TLRY stock is currently in a neutral trend and is trading in a sideways channel between $2.20, and $2.85. Looking at the indicators, the stock is below the 50, and 21 MAs which is a bearish indication, while above the 200 MA which is a bullish indication. Meanwhile, the RSI is neutral at 36 and the MACD is curling bullishly.
As for the fundamentals, TLRY’s recent acquisition of 8 beer and beverage brands from BUD is a major catalyst for the stock given the benefits these brands add to the company. Since the company expects its alcohol revenue to increase by $250 million annually, its profitability prospects are set to improve significantly considering that the alcohol segment has the highest profit margin.

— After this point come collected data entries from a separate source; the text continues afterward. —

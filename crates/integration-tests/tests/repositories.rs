//! `PostgreSQL` repository tests.
//!
//! Each test gets a fresh database with the site migrations applied.
//!
//! Run with: `DATABASE_URL=postgres://... cargo test -p klyp-integration-tests -- --ignored`

#![allow(clippy::unwrap_used, clippy::expect_used)]

use std::sync::Arc;

use serde_json::{Map, Value, json};
use sqlx::PgPool;

use klyp_core::{Email, LeadSubmission, SectionName};
use klyp_web::db::{
    AdminUserRepository, ContentRepository, LeadRepository, PgAdminUserRepository,
    PgContentRepository, PgLeadRepository, RepositoryError,
};
use klyp_web::services::{AuthError, AuthService, CredentialVerifier};

fn object(value: Value) -> Map<String, Value> {
    match value {
        Value::Object(map) => map,
        other => panic!("expected an object, got {other}"),
    }
}

fn submission(name: &str, email: &str) -> LeadSubmission {
    LeadSubmission {
        full_name: name.to_owned(),
        email: email.to_owned(),
        business: "Coastal Escapes".to_owned(),
        ..LeadSubmission::default()
    }
}

// =============================================================================
// Leads
// =============================================================================

#[sqlx::test(migrations = "../web/migrations")]
#[ignore = "Requires DATABASE_URL"]
async fn test_leads_listed_newest_first(pool: PgPool) {
    let repo = PgLeadRepository::new(pool);

    let first = repo
        .create(&submission("First", "first@example.com").validate().unwrap())
        .await
        .unwrap();
    let second = repo
        .create(&submission("Second", "second@example.com").validate().unwrap())
        .await
        .unwrap();

    assert!(!first.contacted);
    assert_eq!(first.phone, None);

    let ids: Vec<_> = repo.list().await.unwrap().iter().map(|l| l.id).collect();
    assert_eq!(ids, [second.id, first.id]);
}

#[sqlx::test(migrations = "../web/migrations")]
#[ignore = "Requires DATABASE_URL"]
async fn test_mark_contacted_is_idempotent(pool: PgPool) {
    let repo = PgLeadRepository::new(pool);
    let lead = repo
        .create(&submission("Sam", "sam@example.com").validate().unwrap())
        .await
        .unwrap();

    assert!(repo.mark_contacted(lead.id).await.unwrap().contacted);
    assert!(repo.mark_contacted(lead.id).await.unwrap().contacted);

    let missing = klyp_core::LeadId::new(lead.id.as_i32() + 100);
    assert!(matches!(
        repo.mark_contacted(missing).await,
        Err(RepositoryError::NotFound)
    ));
}

// =============================================================================
// Content documents
// =============================================================================

#[sqlx::test(migrations = "../web/migrations")]
#[ignore = "Requires DATABASE_URL"]
async fn test_content_upsert_replaces_whole_object(pool: PgPool) {
    let repo = PgContentRepository::new(pool);
    let hero = SectionName::parse("hero").unwrap();

    let created = repo
        .upsert(&hero, &object(json!({"headline1": "One", "subtitle": "Sub"})))
        .await
        .unwrap();
    let updated = repo
        .upsert(&hero, &object(json!({"headline1": "Two"})))
        .await
        .unwrap();

    assert_eq!(created.id, updated.id);
    assert!(updated.updated_at > created.updated_at);
    assert_eq!(Value::Object(updated.content), json!({"headline1": "Two"}));
    assert_eq!(repo.list().await.unwrap().len(), 1);
}

#[sqlx::test(migrations = "../web/migrations")]
#[ignore = "Requires DATABASE_URL"]
async fn test_content_create_rejects_duplicate_section(pool: PgPool) {
    let repo = PgContentRepository::new(pool);
    let pricing = SectionName::parse("pricing").unwrap();

    let created = repo.create(&pricing).await.unwrap();
    assert!(created.content.is_empty());
    assert!(matches!(
        repo.create(&pricing).await,
        Err(RepositoryError::Conflict(_))
    ));
}

#[sqlx::test(migrations = "../web/migrations")]
#[ignore = "Requires DATABASE_URL"]
async fn test_content_replace_detects_stale_writes(pool: PgPool) {
    let repo = PgContentRepository::new(pool);
    let demo = SectionName::parse("demo").unwrap();
    let doc = repo.upsert(&demo, &Map::new()).await.unwrap();

    let saved = repo
        .replace(doc.id, &object(json!({"videoTitle": "Tour"})), Some(doc.updated_at))
        .await
        .unwrap();
    assert_eq!(saved.content["videoTitle"], "Tour");

    let stale = repo
        .replace(doc.id, &object(json!({"videoTitle": "Old"})), Some(doc.updated_at))
        .await;
    assert!(matches!(stale, Err(RepositoryError::Conflict(_))));

    // Without a version the last write wins
    repo.replace(doc.id, &object(json!({"videoTitle": "Forced"})), None)
        .await
        .unwrap();

    let missing = klyp_core::ContentDocumentId::new(doc.id.as_i32() + 100);
    assert!(matches!(
        repo.replace(missing, &Map::new(), None).await,
        Err(RepositoryError::NotFound)
    ));
}

#[sqlx::test(migrations = "../web/migrations")]
#[ignore = "Requires DATABASE_URL"]
async fn test_content_rejects_non_object_rows(pool: PgPool) {
    let result = sqlx::query(
        "INSERT INTO klyp.content_document (section, content) VALUES ('hero', '[1, 2]')",
    )
    .execute(&pool)
    .await;
    assert!(result.is_err());
}

// =============================================================================
// Console accounts
// =============================================================================

#[sqlx::test(migrations = "../web/migrations")]
#[ignore = "Requires DATABASE_URL"]
async fn test_admin_email_unique_ignoring_case(pool: PgPool) {
    let repo = PgAdminUserRepository::new(pool);
    let email = Email::parse("Ops@Klyp.Travel").unwrap();
    repo.create(&email, "hash").await.unwrap();

    let shouted = Email::parse("OPS@KLYP.TRAVEL").unwrap();
    assert!(matches!(
        repo.create(&shouted, "hash").await,
        Err(RepositoryError::Conflict(_))
    ));
    assert!(repo.get_credentials(&shouted).await.unwrap().is_some());
}

#[sqlx::test(migrations = "../web/migrations")]
#[ignore = "Requires DATABASE_URL"]
async fn test_password_login_against_postgres(pool: PgPool) {
    let repo = Arc::new(PgAdminUserRepository::new(pool));
    let auth = AuthService::new(repo.clone());

    auth.create_admin("ops@klyp.travel", "first password")
        .await
        .unwrap();
    let user = auth.verify("ops@klyp.travel", "first password").await.unwrap();

    let credentials = repo
        .get_credentials(&user.email)
        .await
        .unwrap()
        .unwrap();
    assert!(credentials.user.last_login.is_some());

    auth.set_password("ops@klyp.travel", "second password")
        .await
        .unwrap();
    assert!(matches!(
        auth.verify("ops@klyp.travel", "first password").await,
        Err(AuthError::InvalidCredentials)
    ));
    assert!(auth.verify("ops@klyp.travel", "second password").await.is_ok());

    assert!(matches!(
        auth.set_password("nobody@klyp.travel", "third password").await,
        Err(AuthError::UserNotFound)
    ));
}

Meanwhile, the added distribution networks may benefit the company in the long term since it can use these networks to distribute its cannabis products once cannabis becomes federally legal. For these reasons, investors could find the $2 mark a good entry point in TLRY stock as its value may be poised to increase significantly in the long term.
TLRY Stock Forecast
TLRY’s recent deal has two overarching long-term benefits. The first is that it is projected to increase revenues substantially, and since alcohol sales have a higher gross margin, that could improve the company’s strides toward profitability. The second benefit lies in the fact that these brands have distribution centers that could be utilized as part of a larger logistical network once marijuana is legalized on a federal level. In light of these benefits, going long on TLRY stock may prove to be a profitable investment in the long term.